Sal’s eyes narrowed slightly at the greeting. “Since when did you call me by my first name?” he asked.

“Since my old friend Sal died,” Blaise said. He carried himself with an unassuming air, casual and easy, and yet he let a hint of steel edge his tone. “He gave himself over to the Darkness, and now the Lord of Night is walking around in his skin. I don’t appreciate that.”

“Trying to justify what you intend to attempt?” Sal asked, spreading his hands and smirking. “What? You can’t bear to kill your old friend, but if you pretend I’m not him anymore, it’s somehow justifiable?”

“Oh, nothing so grandiose as all that,” Blaise said, smiling back at Sal. “I just wanted to test a theory.”

“What theory?” Sal asked. He took a step closer, slightly closing the wide gap between the pair.
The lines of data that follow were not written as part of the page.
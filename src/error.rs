//! Error types for trackq.

use thiserror::Error;

#[derive(Debug, Error)]
pub enum Error {
    /// Bad parameters for an operation. Fatal to the call, never retried.
    #[error("invalid argument: {0}")]
    InvalidArgument(String),

    #[error("not found: {0}")]
    NotFound(String),

    /// Backing-store hiccup. Callers retry with backoff.
    #[error("transient store error: {0}")]
    TransientStore(String),

    #[error("database error: {0}")]
    Database(#[from] sqlx::Error),

    #[error("queue error: {0}")]
    Queue(String),

    #[error("configuration error: {0}")]
    Config(String),

    #[error("serialization error: {0}")]
    Serialization(#[from] serde_json::Error),

    #[error("io error: {0}")]
    Io(#[from] std::io::Error),

    #[error("{0}")]
    Other(String),
}

impl Error {
    /// Whether retrying the same call later may succeed.
    ///
    /// Database errors count only when they are connection or pool
    /// failures, or a server error in SQLSTATE class 08 (connection
    /// exception) or 40 (transaction rollback, e.g. serialization failure
    /// or deadlock). Constraint violations, decode and protocol errors are
    /// permanent.
    pub fn is_transient(&self) -> bool {
        match self {
            Error::TransientStore(_) | Error::Queue(_) | Error::Io(_) => true,
            Error::Database(e) => sqlx_is_transient(e),
            _ => false,
        }
    }
}

fn sqlx_is_transient(e: &sqlx::Error) -> bool {
    match e {
        sqlx::Error::Io(_) | sqlx::Error::PoolTimedOut | sqlx::Error::PoolClosed => true,
        sqlx::Error::Database(db) => db
            .code()
            .is_some_and(|code| code.starts_with("08") || code.starts_with("40")),
        _ => false,
    }
}

pub type Result<T> = std::result::Result<T, Error>;

#[cfg(test)]
mod tests {
    use super::*;

    #[test]
    fn store_and_queue_failures_are_transient() {
        assert!(Error::TransientStore("reset".into()).is_transient());
        assert!(Error::Queue("full".into()).is_transient());
        assert!(Error::Io(std::io::Error::other("broken pipe")).is_transient());
    }

    #[test]
    fn only_connection_level_sqlx_errors_are_transient() {
        assert!(Error::Database(sqlx::Error::PoolTimedOut).is_transient());
        assert!(Error::Database(sqlx::Error::PoolClosed).is_transient());
        assert!(Error::Database(sqlx::Error::Io(std::io::Error::other("reset"))).is_transient());

        assert!(!Error::Database(sqlx::Error::RowNotFound).is_transient());
        assert!(!Error::Database(sqlx::Error::Protocol("bad frame".into())).is_transient());
        assert!(!Error::Database(sqlx::Error::ColumnNotFound("status".into())).is_transient());
    }

    #[test]
    fn caller_errors_are_permanent() {
        assert!(!Error::InvalidArgument("n".into()).is_transient());
        assert!(!Error::NotFound("job".into()).is_transient());
        assert!(!Error::Config("x".into()).is_transient());
    }
}
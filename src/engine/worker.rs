//! Worker pool: pulls work messages, resolves tracks, reports to the job
//! tracker.

use std::sync::Arc;
use std::time::{Duration, Instant};

use opentelemetry::KeyValue;
use tokio::sync::watch;
use tokio::task::JoinSet;
use tracing::{Instrument, debug, error, info, warn};

use crate::dedup::DedupStore;
use crate::error::{Error, Result};
use crate::model::{DeadLetterEntry, WorkMessage};
use crate::notify::DeadLetterRouter;
use crate::queue::{Delivery, WorkQueue};
use crate::resolver::{ResolveError, Resolver};
use crate::store::KeyState;
use crate::telemetry::job::{record_outcome, start_item_span};
use crate::telemetry::metrics;
use crate::tracker::{JobTracker, MarkOutcome};

/// Configuration for the worker pool.
#[derive(Debug, Clone)]
pub struct WorkerConfig {
    /// Number of concurrent workers.
    pub workers: usize,
    /// Deliveries of one message before it is dead-lettered.
    pub max_attempts: u32,
    /// How long a worker sleeps after finding the queue empty.
    pub poll_interval: Duration,
}

impl Default for WorkerConfig {
    fn default() -> Self {
        Self {
            workers: 4,
            max_attempts: 3,
            poll_interval: Duration::from_secs(1),
        }
    }
}

/// How one delivery was handled.
#[derive(Debug, Clone, Copy, PartialEq, Eq)]
pub enum ItemOutcome {
    /// Resolved, stored and counted.
    Resolved { completed: bool },
    /// Sent to the dead-letter sink and counted.
    DeadLettered { completed: bool },
    /// Already counted for this job; acked without side effects on the
    /// counter.
    Duplicate,
    /// The job had already completed; acked.
    Late,
    /// Handed back to the queue for redelivery.
    Retrying,
}

impl ItemOutcome {
    fn label(self) -> &'static str {
        match self {
            ItemOutcome::Resolved { .. } => "resolved",
            ItemOutcome::DeadLettered { .. } => "dead_lettered",
            ItemOutcome::Duplicate => "duplicate",
            ItemOutcome::Late => "late",
            ItemOutcome::Retrying => "retry",
        }
    }
}

/// A fixed-size pool of workers sharing one queue.
///
/// Unresolvable tracks, and tracks whose resolver or store retries are
/// exhausted, are dead-lettered and still counted toward their job, so one
/// bad track cannot keep a batch from completing. A delivery whose unit is
/// already counted, or whose job has completed, is acked without resolving.
#[derive(Clone)]
pub struct WorkerPool {
    queue: Arc<dyn WorkQueue>,
    resolver: Arc<dyn Resolver>,
    tracker: JobTracker,
    dedup: DedupStore,
    dead_letters: Arc<dyn DeadLetterRouter>,
    config: WorkerConfig,
    shutdown: Arc<watch::Sender<bool>>,
}

impl WorkerPool {
    pub fn new(
        queue: Arc<dyn WorkQueue>,
        resolver: Arc<dyn Resolver>,
        tracker: JobTracker,
        dedup: DedupStore,
        dead_letters: Arc<dyn DeadLetterRouter>,
        config: WorkerConfig,
    ) -> Self {
        let (shutdown, _) = watch::channel(false);
        Self {
            queue,
            resolver,
            tracker,
            dedup,
            dead_letters,
            config,
            shutdown: Arc::new(shutdown),
        }
    }

    /// Signal every worker to stop after its current delivery.
    pub fn shutdown(&self) {
        self.shutdown.send_replace(true);
    }

    /// Run the workers until [`shutdown`](Self::shutdown) is called.
    pub async fn run(&self) -> Result<()> {
        let mut workers = JoinSet::new();
        for worker in 0..self.config.workers.max(1) {
            let pool = self.clone();
            workers.spawn(async move { pool.worker_loop(worker).await });
        }
        info!(
            workers = self.config.workers,
            queue = self.queue.name(),
            "worker pool started"
        );

        while let Some(joined) = workers.join_next().await {
            if let Err(e) = joined {
                error!("worker task panicked: {e}");
            }
        }
        info!("worker pool stopped");
        Ok(())
    }

    async fn worker_loop(&self, worker: usize) {
        let mut stop = self.shutdown.subscribe();
        if *stop.borrow() {
            return;
        }

        loop {
            let next = tokio::select! {
                _ = stop.changed() => return,
                next = self.queue.consume() => next,
            };

            match next {
                Ok(Some(delivery)) => {
                    if let Err(e) = self.process(worker, delivery).await {
                        error!(worker, error = %e, "delivery handling failed");
                    }
                }
                Ok(None) => {
                    tokio::select! {
                        _ = stop.changed() => return,
                        _ = tokio::time::sleep(self.config.poll_interval) => {}
                    }
                }
                Err(e) => {
                    warn!(worker, error = %e, "consume failed, backing off");
                    tokio::select! {
                        _ = stop.changed() => return,
                        _ = tokio::time::sleep(self.config.poll_interval) => {}
                    }
                }
            }
        }
    }

    /// Handle one delivery end to end: resolve, record, count, ack.
    pub async fn process(&self, worker: usize, delivery: Delivery) -> Result<ItemOutcome> {
        let span = start_item_span(
            worker,
            delivery.message.job_id,
            &delivery.message.idempotency_key,
            delivery.attempt,
        );
        let started = Instant::now();

        let outcome = self
            .handle(delivery)
            .instrument(span.clone())
            .await?;

        record_outcome(&span, outcome.label());
        metrics::items_processed().add(1, &[KeyValue::new("outcome", outcome.label())]);
        metrics::operation_duration_ms().record(
            started.elapsed().as_millis() as f64,
            &[KeyValue::new("operation", "item.process")],
        );
        Ok(outcome)
    }

    async fn handle(&self, delivery: Delivery) -> Result<ItemOutcome> {
        let message = &delivery.message;

        // Redeliveries of units that are already settled never reach the
        // resolver or the dead-letter sink again.
        match self
            .tracker
            .key_state(message.job_id, &message.idempotency_key)
            .await
        {
            Ok(KeyState::Pending) => {}
            Ok(KeyState::Counted) => {
                debug!("unit already counted, skipping resolve");
                return self.count(delivery, |_| ItemOutcome::Duplicate).await;
            }
            Ok(KeyState::Closed) => {
                debug!("job already completed, dropping delivery");
                self.queue.ack(&delivery).await?;
                return Ok(ItemOutcome::Late);
            }
            Err(Error::NotFound(what)) => {
                // The job is gone (abandoned). Nothing will ever count this.
                warn!(%what, "work message for unknown job, dropping");
                self.queue.ack(&delivery).await?;
                return Ok(ItemOutcome::Late);
            }
            Err(e) => return self.store_failed(delivery, "job lookup", e).await,
        }

        let track = &message.track;
        match self.resolver.search(&track.title, &track.artist).await {
            Ok(enrichment) => {
                let mut resolved = track.clone();
                resolved.rehash();
                resolved.enrichment = Some(enrichment);
                if let Err(e) = self.dedup.put(&resolved).await {
                    return self.store_failed(delivery, "track store", e).await;
                }
                debug!(track = %resolved, "track resolved");
                self.count(delivery, |completed| ItemOutcome::Resolved { completed })
                    .await
            }
            Err(ResolveError::NotFound { .. }) => {
                self.dead_letter(message, "not_found", "no catalog match")
                    .await;
                self.count(delivery, |completed| ItemOutcome::DeadLettered { completed })
                    .await
            }
            Err(ResolveError::Transient(reason)) => {
                if delivery.attempt >= self.config.max_attempts {
                    let why = format!(
                        "retries exhausted after {} attempts: {reason}",
                        delivery.attempt
                    );
                    self.dead_letter(message, "retries_exhausted", &why).await;
                    return self
                        .count(delivery, |completed| ItemOutcome::DeadLettered { completed })
                        .await;
                }
                warn!(attempt = delivery.attempt, %reason, "resolver unavailable, will retry");
                self.retry(delivery).await
            }
        }
    }

    /// A store call failed before the unit could be counted. Transient
    /// failures are retried up to `max_attempts`; after that, or for a
    /// permanent failure, the unit is dead-lettered and counted.
    async fn store_failed(
        &self,
        delivery: Delivery,
        stage: &'static str,
        e: Error,
    ) -> Result<ItemOutcome> {
        if e.is_transient() && delivery.attempt < self.config.max_attempts {
            warn!(attempt = delivery.attempt, stage, error = %e, "store unavailable, will retry");
            return self.retry(delivery).await;
        }

        let why = if e.is_transient() {
            format!(
                "retries exhausted after {} attempts: {stage} failed: {e}",
                delivery.attempt
            )
        } else {
            format!("{stage} failed: {e}")
        };
        self.dead_letter(&delivery.message, "store_failed", &why)
            .await;
        self.count(delivery, |completed| ItemOutcome::DeadLettered { completed })
            .await
    }

    /// Report the unit to the tracker and ack.
    async fn count(
        &self,
        delivery: Delivery,
        counted: impl FnOnce(bool) -> ItemOutcome,
    ) -> Result<ItemOutcome> {
        let message = &delivery.message;
        let outcome = match self
            .tracker
            .mark_processed(message.job_id, &message.idempotency_key)
            .await
        {
            Ok(MarkOutcome::Counted { completed }) => counted(completed),
            Ok(MarkOutcome::DuplicateSuppressed { .. }) => ItemOutcome::Duplicate,
            Ok(MarkOutcome::AlreadyCompleted) => ItemOutcome::Late,
            Err(Error::NotFound(what)) => {
                warn!(%what, "work message for unknown job, dropping");
                ItemOutcome::Late
            }
            Err(e) if e.is_transient() && delivery.attempt < self.config.max_attempts => {
                warn!(attempt = delivery.attempt, error = %e, "counting failed, will retry");
                return self.retry(delivery).await;
            }
            Err(e) => {
                // The counter itself is failing; the unit cannot be
                // recorded anywhere else. Drop it so it stops cycling.
                error!(
                    attempt = delivery.attempt,
                    error = %e,
                    "counting failed permanently, dropping delivery"
                );
                self.queue.ack(&delivery).await?;
                return Err(e);
            }
        };

        self.queue.ack(&delivery).await?;
        Ok(outcome)
    }

    async fn retry(&self, delivery: Delivery) -> Result<ItemOutcome> {
        self.queue.retry(delivery).await?;
        Ok(ItemOutcome::Retrying)
    }

    /// Fire-and-forget: a failed send is logged and never blocks counting.
    async fn dead_letter(&self, message: &WorkMessage, reason: &'static str, why: &str) {
        metrics::dead_letters().add(1, &[KeyValue::new("reason", reason)]);
        warn!(track = %message.track, reason = why, "dead-lettering track");
        let entry = DeadLetterEntry::new(message.job_id, message.track.clone(), why);
        if let Err(e) = self.dead_letters.send(entry).await {
            error!(job_id = %message.job_id, error = %e, "dead-letter send failed");
        }
    }
}
//! In-process storage backend.
//!
//! Each job lives with its counted-key set behind a single mutex, so the
//! check-record-increment-complete sequence is one critical section. The
//! lock is never held across an `.await`.
//!
//! A job's counted-key set is kept only while the job is running and is
//! cleared on completion; later deliveries are rejected by status alone.
//! Job records themselves are kept until deleted.

use std::collections::{HashMap, HashSet};
use std::sync::{Mutex, MutexGuard, RwLock};

use async_trait::async_trait;
use chrono::Utc;

use super::{CountOutcome, CountResult, JobStore, KeyState, TrackStore};
use crate::error::{Error, Result};
use crate::identity::TrackId;
use crate::model::{Job, JobId, JobStatus, Track};

struct JobEntry {
    job: Job,
    counted: HashSet<TrackId>,
}

impl JobEntry {
    /// Guarded Running -> Completed write.
    fn complete_if_due(&mut self) -> bool {
        if self.job.status == JobStatus::Running && self.job.is_due() {
            let now = Utc::now();
            self.job.status = JobStatus::Completed;
            self.job.completed_at = Some(now);
            self.job.updated_at = now;
            self.counted = HashSet::new();
            true
        } else {
            false
        }
    }
}

/// Storage backend holding everything in memory.
#[derive(Default)]
pub struct MemoryStore {
    tracks: RwLock<HashMap<TrackId, Track>>,
    jobs: Mutex<HashMap<JobId, JobEntry>>,
}

impl MemoryStore {
    pub fn new() -> Self {
        Self::default()
    }

    /// Number of stored track records.
    pub fn track_count(&self) -> usize {
        self.tracks.read().map(|t| t.len()).unwrap_or(0)
    }

    /// Number of stored jobs.
    pub fn job_count(&self) -> usize {
        self.jobs.lock().map(|j| j.len()).unwrap_or(0)
    }

    /// Number of counted keys held for a job. `None` for an unknown job.
    pub fn counted_keys(&self, id: JobId) -> Option<usize> {
        self.jobs.lock().ok()?.get(&id).map(|entry| entry.counted.len())
    }

    fn jobs(&self) -> Result<MutexGuard<'_, HashMap<JobId, JobEntry>>> {
        self.jobs
            .lock()
            .map_err(|_| Error::TransientStore("job table lock poisoned".to_string()))
    }
}

#[async_trait]
impl TrackStore for MemoryStore {
    async fn get_track(&self, id: &TrackId) -> Result<Option<Track>> {
        let tracks = self
            .tracks
            .read()
            .map_err(|_| Error::TransientStore("track table lock poisoned".to_string()))?;
        Ok(tracks.get(id).cloned())
    }

    async fn put_track(&self, track: &Track) -> Result<()> {
        let mut tracks = self
            .tracks
            .write()
            .map_err(|_| Error::TransientStore("track table lock poisoned".to_string()))?;
        tracks.insert(track.track_id.clone(), track.clone());
        Ok(())
    }
}

#[async_trait]
impl JobStore for MemoryStore {
    async fn insert_job(&self, job: &Job) -> Result<()> {
        let mut jobs = self.jobs()?;
        if jobs.contains_key(&job.job_id) {
            return Err(Error::InvalidArgument(format!(
                "job {} already exists",
                job.job_id
            )));
        }
        jobs.insert(
            job.job_id,
            JobEntry {
                job: job.clone(),
                counted: HashSet::new(),
            },
        );
        Ok(())
    }

    async fn get_job(&self, id: JobId) -> Result<Option<Job>> {
        Ok(self.jobs()?.get(&id).map(|entry| entry.job.clone()))
    }

    async fn key_state(&self, id: JobId, key: &TrackId) -> Result<Option<KeyState>> {
        Ok(self.jobs()?.get(&id).map(|entry| {
            if entry.job.status.is_terminal() {
                KeyState::Closed
            } else if entry.counted.contains(key) {
                KeyState::Counted
            } else {
                KeyState::Pending
            }
        }))
    }

    async fn count_once(&self, id: JobId, key: &TrackId) -> Result<Option<CountResult>> {
        let mut jobs = self.jobs()?;
        let Some(entry) = jobs.get_mut(&id) else {
            return Ok(None);
        };

        let outcome = if entry.counted.contains(key) {
            CountOutcome::Duplicate
        } else if entry.job.status == JobStatus::Running && !entry.job.is_due() {
            entry.counted.insert(key.clone());
            entry.job.processed_count += 1;
            entry.job.updated_at = Utc::now();
            CountOutcome::Counted
        } else {
            CountOutcome::Rejected
        };

        let completed = entry.complete_if_due();

        Ok(Some(CountResult {
            outcome,
            completed,
            job: entry.job.clone(),
        }))
    }

    async fn set_expected(&self, id: JobId, expected_count: i64) -> Result<Option<(Job, bool)>> {
        let mut jobs = self.jobs()?;
        let Some(entry) = jobs.get_mut(&id) else {
            return Ok(None);
        };

        if entry.job.status == JobStatus::Running && expected_count < entry.job.expected_count {
            entry.job.expected_count = expected_count.max(entry.job.processed_count);
            entry.job.updated_at = Utc::now();
        }
        let completed = entry.complete_if_due();
        Ok(Some((entry.job.clone(), completed)))
    }

    async fn delete_job(&self, id: JobId) -> Result<()> {
        self.jobs()?.remove(&id);
        Ok(())
    }
}
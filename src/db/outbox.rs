//! Completion events and dead letters, persisted in Postgres.
//!
//! Completion events go to `job_events` and are announced with
//! `pg_notify('job_completed', <job id>)` in the same transaction, so
//! listeners only hear about committed events.

use async_trait::async_trait;
use chrono::{DateTime, Utc};
use sqlx::types::Json;
use uuid::Uuid;

use super::Db;
use crate::error::Result;
use crate::event::CompletionEvent;
use crate::model::{DeadLetterEntry, Job, JobId, Track};
use crate::notify::{CompletionNotifier, DeadLetterRouter};

/// Channel name used for completion notifications.
pub const JOB_COMPLETED_CHANNEL: &str = "job_completed";

#[async_trait]
impl CompletionNotifier for Db {
    async fn notify(&self, job: &Job) -> Result<()> {
        let event = CompletionEvent::for_job(job);
        let mut tx = self.pool().begin().await?;

        let inserted = sqlx::query(
            "INSERT INTO job_events (job_id, detail_type, payload) VALUES ($1, $2, $3)
             ON CONFLICT (job_id, detail_type) DO NOTHING",
        )
        .bind(job.job_id.0)
        .bind(&event.detail_type)
        .bind(Json(&event))
        .execute(&mut *tx)
        .await?
        .rows_affected();

        if inserted > 0 {
            sqlx::query("SELECT pg_notify($1, $2)")
                .bind(JOB_COMPLETED_CHANNEL)
                .bind(job.job_id.0.to_string())
                .execute(&mut *tx)
                .await?;
        }

        tx.commit().await?;
        Ok(())
    }
}

/// One entry per track per job; a repeated send keeps the first.
#[async_trait]
impl DeadLetterRouter for Db {
    async fn send(&self, entry: DeadLetterEntry) -> Result<()> {
        sqlx::query(
            "INSERT INTO dead_letters (job_id, track_id, track, failure_reason, failed_at)
             VALUES ($1, $2, $3, $4, $5)
             ON CONFLICT (job_id, track_id) DO NOTHING",
        )
        .bind(entry.job_id.0)
        .bind(entry.track.track_id.as_str())
        .bind(Json(&entry.track))
        .bind(&entry.failure_reason)
        .bind(entry.timestamp)
        .execute(self.pool())
        .await?;
        Ok(())
    }
}

#[derive(sqlx::FromRow)]
struct DeadLetterRow {
    job_id: Uuid,
    track: Json<Track>,
    failure_reason: String,
    failed_at: DateTime<Utc>,
}

impl Db {
    /// Dead letters recorded for a job, oldest first.
    pub async fn dead_letters_for(&self, job_id: JobId) -> Result<Vec<DeadLetterEntry>> {
        let rows: Vec<DeadLetterRow> = sqlx::query_as(
            "SELECT job_id, track, failure_reason, failed_at
             FROM dead_letters WHERE job_id = $1 ORDER BY id",
        )
        .bind(job_id.0)
        .fetch_all(self.pool())
        .await?;

        Ok(rows
            .into_iter()
            .map(|row| DeadLetterEntry {
                track: row.track.0,
                job_id: JobId(row.job_id),
                failure_reason: row.failure_reason,
                timestamp: row.failed_at,
            })
            .collect())
    }

    /// The stored completion event for a job, if it has completed.
    pub async fn completion_event(&self, job_id: JobId) -> Result<Option<CompletionEvent>> {
        let row: Option<(Json<CompletionEvent>,)> = sqlx::query_as(
            "SELECT payload FROM job_events WHERE job_id = $1 AND detail_type = $2",
        )
        .bind(job_id.0)
        .bind(crate::event::JOB_COMPLETED)
        .fetch_optional(self.pool())
        .await?;
        Ok(row.map(|(Json(event),)| event))
    }
}
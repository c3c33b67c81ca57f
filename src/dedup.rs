//! Deduplication against previously seen tracks.
//!
//! Every candidate is keyed by its identity digest and checked with one
//! point lookup. What happens when that lookup fails is a declared
//! [`LookupFailurePolicy`], not a buried default.

use std::collections::HashSet;
use std::sync::Arc;

use opentelemetry::KeyValue;
use tracing::{debug, info, warn};

use crate::error::{Error, Result};
use crate::identity::TrackId;
use crate::model::Track;
use crate::store::TrackStore;
use crate::telemetry::metrics;

/// What `filter` does with a candidate whose existence lookup failed.
#[derive(Debug, Clone, Copy, PartialEq, Eq, Default)]
pub enum LookupFailurePolicy {
    /// Treat the candidate as new. Risks duplicate work, never loses a
    /// track.
    #[default]
    Include,
    /// Drop the candidate. Risks losing a track, never duplicates work.
    Exclude,
    /// Abort the whole filter with the store error.
    Propagate,
}

impl std::fmt::Display for LookupFailurePolicy {
    fn fmt(&self, f: &mut std::fmt::Formatter<'_>) -> std::fmt::Result {
        let s = match self {
            LookupFailurePolicy::Include => "include",
            LookupFailurePolicy::Exclude => "exclude",
            LookupFailurePolicy::Propagate => "propagate",
        };
        write!(f, "{s}")
    }
}

impl std::str::FromStr for LookupFailurePolicy {
    type Err = Error;

    fn from_str(s: &str) -> Result<Self> {
        match s.trim().to_ascii_lowercase().as_str() {
            "include" => Ok(LookupFailurePolicy::Include),
            "exclude" => Ok(LookupFailurePolicy::Exclude),
            "propagate" => Ok(LookupFailurePolicy::Propagate),
            other => Err(Error::Config(format!(
                "unknown lookup failure policy {other:?} (expected include, exclude or propagate)"
            ))),
        }
    }
}

/// Identity-keyed view over a [`TrackStore`].
#[derive(Clone)]
pub struct DedupStore {
    store: Arc<dyn TrackStore>,
    on_lookup_failure: LookupFailurePolicy,
}

impl DedupStore {
    pub fn new(store: Arc<dyn TrackStore>, on_lookup_failure: LookupFailurePolicy) -> Self {
        Self {
            store,
            on_lookup_failure,
        }
    }

    pub fn policy(&self) -> LookupFailurePolicy {
        self.on_lookup_failure
    }

    /// The stored record for `id`, if any.
    pub async fn exists(&self, id: &TrackId) -> Result<Option<Track>> {
        self.store.get_track(id).await
    }

    /// Persist a (typically enriched) track under its identity.
    pub async fn put(&self, track: &Track) -> Result<()> {
        self.store.put_track(track).await
    }

    /// Keep only candidates that are complete, not yet stored, and not
    /// repeated earlier in the same batch. Read-only.
    pub async fn filter(&self, candidates: Vec<Track>) -> Result<Vec<Track>> {
        let total = candidates.len();
        let mut seen: HashSet<TrackId> = HashSet::with_capacity(total);
        let mut fresh = Vec::with_capacity(total);

        for mut track in candidates {
            if !track.is_complete() {
                debug!(title = %track.title, artist = %track.artist, "skipping incomplete track");
                record_filtered("invalid");
                continue;
            }

            let id = track.rehash().clone();
            if !seen.insert(id.clone()) {
                debug!(track = %track, id = id.short(), "duplicate within batch");
                record_filtered("batch_duplicate");
                continue;
            }

            match self.store.get_track(&id).await {
                Ok(None) => {
                    debug!(track = %track, id = id.short(), "new track");
                    record_filtered("fresh");
                    fresh.push(track);
                }
                Ok(Some(_)) => {
                    debug!(track = %track, id = id.short(), "track already known");
                    record_filtered("known");
                }
                Err(e) => match self.on_lookup_failure {
                    LookupFailurePolicy::Include => {
                        warn!(track = %track, id = id.short(), error = %e, "lookup failed, including track");
                        record_filtered("lookup_failed_included");
                        fresh.push(track);
                    }
                    LookupFailurePolicy::Exclude => {
                        warn!(track = %track, id = id.short(), error = %e, "lookup failed, excluding track");
                        record_filtered("lookup_failed_excluded");
                    }
                    LookupFailurePolicy::Propagate => {
                        record_filtered("lookup_failed");
                        return Err(e);
                    }
                },
            }
        }

        info!(total, fresh = fresh.len(), "filtered batch");
        Ok(fresh)
    }
}

fn record_filtered(result: &'static str) {
    metrics::tracks_filtered().add(1, &[KeyValue::new("result", result)]);
}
This was it. The one last shred of hope he had for Sal. If they could talk… if Sal could listen…

Then perhaps there was another way forward. He didn’t hold much hope for that.

But he felt it his duty to try.

“You’re conflicted, Sal,” Blaise said. “About yourself. About your role.” He held up a hand as Sal opened his mouth to respond. “Oh, you’re fully committed to the Prophecy, to the Endless Night, to challenging the natural order. I won’t deny that. But it’s the role you’ve had to take on to see that plan through that leaves you unsettled. If you’re going to play the villain, you’re not going to play the ‘Dark Lord’ archetype, not for a second. You’re too clever, too unconventional, too creative for all that. And yet the Prophecy requires that you become the Lord of Night. The Darkness chose you for that role. It saved you when you were on the edge of death. But your gratitude only goes so far.”

“Intriguing theory,” Sal said, his eyebrows furrowing, his eyes narrowing. “Is that all you came here to do, Blaise? To wax poetic about my ‘true nature’ as you see it?”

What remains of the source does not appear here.